Bulgur, çok az bir hazırlık ve yakıtla, mükemmel besin değerine sahip lezzetli bir yemeğe dönüştürülebilmesinden dolayı prehistorik çağların fast food’u olarak tanımlanmaktadır. Bir süre hafif ateşte kaynatılmış, güneşte iyice kurutulmuş ve ardından kepeği temizlenip öğütülmüş saf buğday tanelerinden yapılır. Bu şekilde saklanan bulgur, biraz ıslatılarak ve çok kısa süre kaynatılarak, tek başına ya da diğer malzemelerle birlikte kolayca, çok besleyici ve sağlıklı bir yemek haline gelebilir. Yunanistan’daki 4000 yıllık en eski bulgur, arkeobotanik araştırmalarla Kuzey Yunanistan’da, Selanik’ten çok uzak olmayan iki köy olan Mesimeriani Tumba ve Yanitsa Arhontiko’da tespit edilmiştir (Resim 1). Buralarda bir yangından önce, kaynatılmış ve öğütülmüş ve arkeolojik kazı alanındaki toprakta korunmuş olan yüzlerce buğday tanesi bulunmuştur.
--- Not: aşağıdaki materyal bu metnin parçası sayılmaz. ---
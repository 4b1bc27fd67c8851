//! Persisted progress: completion record, badge set, and the store contract.
//!
//! The persisted shape is storage-medium-agnostic JSON:
//!
//! ```json
//! { "completionRecord": { "<categoryId>_<entryId>": true }, "badgeSet": ["<badgeId>"] }
//! ```
//!
//! Two independent instances exist, one per catalog kind, under distinct
//! storage keys. The engine only ever grows both members: completion keys
//! are never unset and badges are never removed.

use std::collections::{BTreeMap, BTreeSet};
use std::sync::Mutex;

use serde::{Deserialize, Serialize};

/// The composite key a finished attempt is recorded under.
pub fn completion_key(category_id: &str, entry_id: &str) -> String {
    format!("{category_id}_{entry_id}")
}

/// Which catalog entries have been finished at least once.
///
/// Append-only in effect: marking is idempotent and nothing the engine does
/// ever resets a key back to false.
#[derive(Debug, Clone, Default, PartialEq, Eq, Serialize, Deserialize)]
#[serde(transparent)]
pub struct CompletionRecord(BTreeMap<String, bool>);

impl CompletionRecord {
    /// Mark the (category, entry) pair as completed.
    pub fn mark_completed(&mut self, category_id: &str, entry_id: &str) {
        self.0.insert(completion_key(category_id, entry_id), true);
    }

    pub fn is_completed(&self, category_id: &str, entry_id: &str) -> bool {
        self.contains_key(&completion_key(category_id, entry_id))
    }

    /// Whether the raw composite key is marked completed.
    pub fn contains_key(&self, key: &str) -> bool {
        self.0.get(key).copied().unwrap_or(false)
    }

    /// Union with another record. Keys only ever turn true.
    pub fn merge(&mut self, other: &CompletionRecord) {
        for (key, completed) in &other.0 {
            if *completed {
                self.0.insert(key.clone(), true);
            }
        }
    }

    pub fn is_empty(&self) -> bool {
        self.0.values().all(|v| !v)
    }
}

/// The set of unlocked badge ids. Monotonic: insertion only.
#[derive(Debug, Clone, Default, PartialEq, Eq, Serialize, Deserialize)]
#[serde(transparent)]
pub struct BadgeSet(BTreeSet<String>);

impl BadgeSet {
    pub fn unlock(&mut self, badge_id: impl Into<String>) {
        self.0.insert(badge_id.into());
    }

    pub fn contains(&self, badge_id: &str) -> bool {
        self.0.contains(badge_id)
    }

    pub fn merge(&mut self, other: &BadgeSet) {
        self.0.extend(other.0.iter().cloned());
    }

    pub fn iter(&self) -> impl Iterator<Item = &str> {
        self.0.iter().map(String::as_str)
    }

    pub fn len(&self) -> usize {
        self.0.len()
    }

    pub fn is_empty(&self) -> bool {
        self.0.is_empty()
    }
}

/// Everything the engine persists for one catalog kind.
#[derive(Debug, Clone, Default, PartialEq, Serialize, Deserialize)]
#[serde(rename_all = "camelCase")]
pub struct ProgressState {
    pub completion_record: CompletionRecord,
    pub badge_set: BadgeSet,
}

impl ProgressState {
    /// Union with another state. Both members only grow.
    pub fn merge(&mut self, other: &ProgressState) {
        self.completion_record.merge(&other.completion_record);
        self.badge_set.merge(&other.badge_set);
    }
}

/// Persistence contract for progress state.
///
/// `load` is fail-soft: missing or malformed stored data yields empty
/// defaults, never an error. `save` persists the whole state as one record.
pub trait ProgressStore {
    fn load(&self) -> ProgressState;
    fn save(&self, state: &ProgressState) -> anyhow::Result<()>;
}

/// In-memory store used in tests and as the reference backend.
#[derive(Debug, Default)]
pub struct MemoryStore {
    state: Mutex<ProgressState>,
}

impl MemoryStore {
    pub fn new() -> Self {
        Self::default()
    }
}

impl ProgressStore for MemoryStore {
    fn load(&self) -> ProgressState {
        self.state.lock().unwrap().clone()
    }

    fn save(&self, state: &ProgressState) -> anyhow::Result<()> {
        let mut guard = self.state.lock().unwrap();
        guard.merge(state);
        Ok(())
    }
}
Antik dönemde hazırlanan bulgurdan, Bizans İmparatoru Konstantinos Porfirogennetos’un emriyle derlenen, M.s. 10. yüzyıla ait Geoponika adlı eserde bahsedilmektedir. Ancak eserin antik döneme ait bilgiler içerdiği tahmin edilmektedir. Bu metinde ‘hondru piisis’ terimi, hondru olarak bilinen bulgurun hazırlanmasında, günümüzde uygulananlara benzer adımları tanımlamaktadır: farro buğdayıyla kaplı tanelerin kaynatılması, alçı ve beyaz kumla birlikte dövülmesi, ardından da üç farklı boyutta elenmesi gerekirdi. Bunların yılın en sıcak günlerinde yapılmasına dikkat edilerek, kabuğu çıkarılmış buğdayların ekşimemesi sağlanırdı. Bu işlemde bulgurun en kalın kısmının en iyi kısım olduğunun ve diğer kısımların bunu takip ettiği vurgulanmaktadır.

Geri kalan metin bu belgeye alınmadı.